A proposal calling for further research, investigation, testing and advocacy for funding related to polyfluorinated alkyl substances in drinking water was passed by the Los Angeles County Board of Supervisors on Tuesday.
The motion was proposed by 4th District Supervisor Janice Hahn, who said in a statement on Tuesday that she wanted to take on this issue after learning of a study on PFAS that said 45% of drinking water in the United States contains them and that PFAS are possibly more common in Southern California.
“These chemicals don’t naturally break down in the environment and can build up in our bodies and cause serious health problems,” Hahn said in a press release following the proposal’s approval. “We need to know whether they are in our drinking water and at what concentrations so we can start putting together a plan to get them out.”
PFAS, often referred to as “forever chemicals,” do not degrade naturally and have been linked to a wide swath of health problems such as immune disorders and certain types of cancers.
While no direct link has ever been proven locally, PFAS have also been linked to foam used by fire departments to combat wildfires.
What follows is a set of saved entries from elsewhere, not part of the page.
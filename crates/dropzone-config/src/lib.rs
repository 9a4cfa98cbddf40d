#![forbid(unsafe_code)]
#![warn(
    unused,
    unreachable_pub,
    clippy::all,
    clippy::pedantic,
    rustdoc::broken_intra_doc_links,
    missing_docs
)]

//! Client configuration assembled from defaults, a JSON file, the environment,
//! and command-line overrides, in that order.
//!
//! Layout: `defaults.rs` (built-in values and variable names), `model.rs`
//! (`ClientConfig`, `ConfigPatch`), `loader.rs` (layering), `validate.rs`
//! (field checks), `error.rs`.

pub mod defaults;
pub mod error;
pub mod loader;
pub mod model;
pub mod validate;

pub use error::{ConfigError, ConfigResult};
pub use loader::ConfigLoader;
pub use model::{ClientConfig, ConfigPatch};
//! Recording doubles for the access gate's local side effects.

use std::error::Error;
use std::io;
use std::path::PathBuf;
use std::sync::{Mutex, MutexGuard, PoisonError};

use async_trait::async_trait;
use dropzone_core::{DownloadPayload, ExternalNavigation, FileSink, LinkOpener, OpenError, SavedFile};

/// One payload handed to [`RecordingSink`].
#[derive(Debug, Clone, PartialEq, Eq)]
pub struct SavedCall {
    /// Name the engine suggested.
    pub suggested_name: String,
    /// Bytes received.
    pub body: Vec<u8>,
}

/// File sink keeping payloads in memory.
#[derive(Debug, Default)]
pub struct RecordingSink {
    saved: Mutex<Vec<SavedCall>>,
    fail: Mutex<bool>,
}

impl RecordingSink {
    /// Sink accepting every payload.
    #[must_use]
    pub fn new() -> Self {
        Self::default()
    }

    /// Sink rejecting every payload with an I/O error.
    #[must_use]
    pub fn failing() -> Self {
        let sink = Self::default();
        *sink.fail.lock().unwrap_or_else(PoisonError::into_inner) = true;
        sink
    }

    /// Payloads saved so far.
    #[must_use]
    pub fn saved(&self) -> Vec<SavedCall> {
        lock(&self.saved).clone()
    }
}

#[async_trait]
impl FileSink for RecordingSink {
    async fn save(
        &self,
        suggested_name: &str,
        payload: &DownloadPayload,
    ) -> Result<SavedFile, Box<dyn Error + Send + Sync>> {
        if *lock(&self.fail) {
            return Err(Box::new(io::Error::new(
                io::ErrorKind::PermissionDenied,
                "sink is read-only",
            )));
        }
        lock(&self.saved).push(SavedCall {
            suggested_name: suggested_name.to_string(),
            body: payload.body.clone(),
        });
        Ok(SavedFile {
            path: PathBuf::from(suggested_name),
            bytes: payload.len(),
        })
    }
}

/// Scripted opener outcome.
#[derive(Debug, Clone, Copy, PartialEq, Eq, Default)]
pub enum OpenerMode {
    /// Accept every navigation.
    #[default]
    Accept,
    /// Refuse with a denial.
    Deny,
    /// Fail as if the launcher crashed.
    Fail,
}

/// Link opener that records navigations instead of launching anything.
#[derive(Debug, Default)]
pub struct RecordingOpener {
    opened: Mutex<Vec<ExternalNavigation>>,
    mode: OpenerMode,
}

impl RecordingOpener {
    /// Opener accepting every navigation.
    #[must_use]
    pub fn new() -> Self {
        Self::default()
    }

    /// Opener with a scripted outcome.
    #[must_use]
    pub fn with_mode(mode: OpenerMode) -> Self {
        Self {
            opened: Mutex::default(),
            mode,
        }
    }

    /// Navigations accepted so far.
    #[must_use]
    pub fn opened(&self) -> Vec<ExternalNavigation> {
        lock(&self.opened).clone()
    }
}

#[async_trait]
impl LinkOpener for RecordingOpener {
    async fn open(&self, navigation: &ExternalNavigation) -> Result<(), OpenError> {
        match self.mode {
            OpenerMode::Accept => {
                lock(&self.opened).push(navigation.clone());
                Ok(())
            }
            OpenerMode::Deny => Err(OpenError::Denied {
                message: Some("Forbidden".into()),
            }),
            OpenerMode::Fail => Err(OpenError::Failed {
                source: Box::new(io::Error::new(io::ErrorKind::NotFound, "no browser")),
            }),
        }
    }
}

fn lock<T>(mutex: &Mutex<T>) -> MutexGuard<'_, T> {
    mutex.lock().unwrap_or_else(PoisonError::into_inner)
}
PFAS can also be found in products used by consumers and industry such as carpets, nonstick cookware and food packaging.
Hahn’s motion instructs the L.A. County Department of Public Health, the L.A. County Department of Public Works and the L.A. County Chief Sustainability Office to work together to create a report to be delivered within 90 days. The report will need to include information about which of the county’s 203 water systems test for PFAS. It will also need to include what can be done to ensure more testing and how to secure more state and federal funding.
“One challenge we face is that our drinking water in L.A. County is managed by over 200 separate water systems – some of whom are likely testing for these chemicals and some of whom are likely not,” Hahn’s statement said. “That is why this motion is so important so that we can begin collecting this information.”
The proposal also requires a more detailed report due in 120 days that will need to include an analysis of state PFAS regulations that are “currently in the works” and determine if there are any “gaps” in the proposed regulations.
PFAS in Santa Clarita
The Santa Clarita Valley has a long history with PFAS.
In 2020, the Santa Clarita Valley Water Agency filed a lawsuit against multiple companies over water contamination, alleging toxic chemicals from products manufactured by those named in the case were discharged into the environment.
Raytheon Technologies, Chemours, DuPont and 3M Co. are among dozens named in the lawsuit “for their roles in introducing PFAS (per- and polyfluoroalkyl substances) into the water supply in Santa Clarita,” according to SCV Water in a news release.
This was after the water agency announced in January 2020 that 66% of its wells, from Sand Canyon to Castaic, were found to have contained PFAS. In December 2020, the agency began to receive water from one of California’s first facilities that restore groundwater affected by PFAS — a $4 million project located adjacent to the William S. Hart Pony Baseball and Softball park that treats up to 6,250 gallons of water per minute.
Since then, the SCV Water Agency acquired new PFAS testing equipment and was honored by the American Public Works Association for its treatment project. This year, the agency received a $5 million grant from the Bureau of Reclamation — with support from Rep. Mike Garcia, R-Santa Clarita.
Plans for a new $16 million restoration plant are underway and it is expected to begin construction in January. The water agency is getting $5 million from the federal government, which is expected to cover almost one-third of the cost of the facility, with the rest of the funds — a little over $11.99 million — being covered by the SCV Water Agency.
In May, SCV Water released its annual report on water quality. The testing sample from the region referred to on the report as the Santa Clarita Water Division service area had the highest average sampling level of PFAs — a level well below the maximum contaminant level but above the level identified as the Public Health Goal.
The latest report indicates a decline in the maximum detected level, but the average levels have increased, according to reports from the last three years, for the SCWD area. That service area provides water to a portion of the city of Santa Clarita and unincorporated areas of Los Angeles County, including Saugus, Canyon Country and Newhall, with 83% of that water being imported water and 17% local.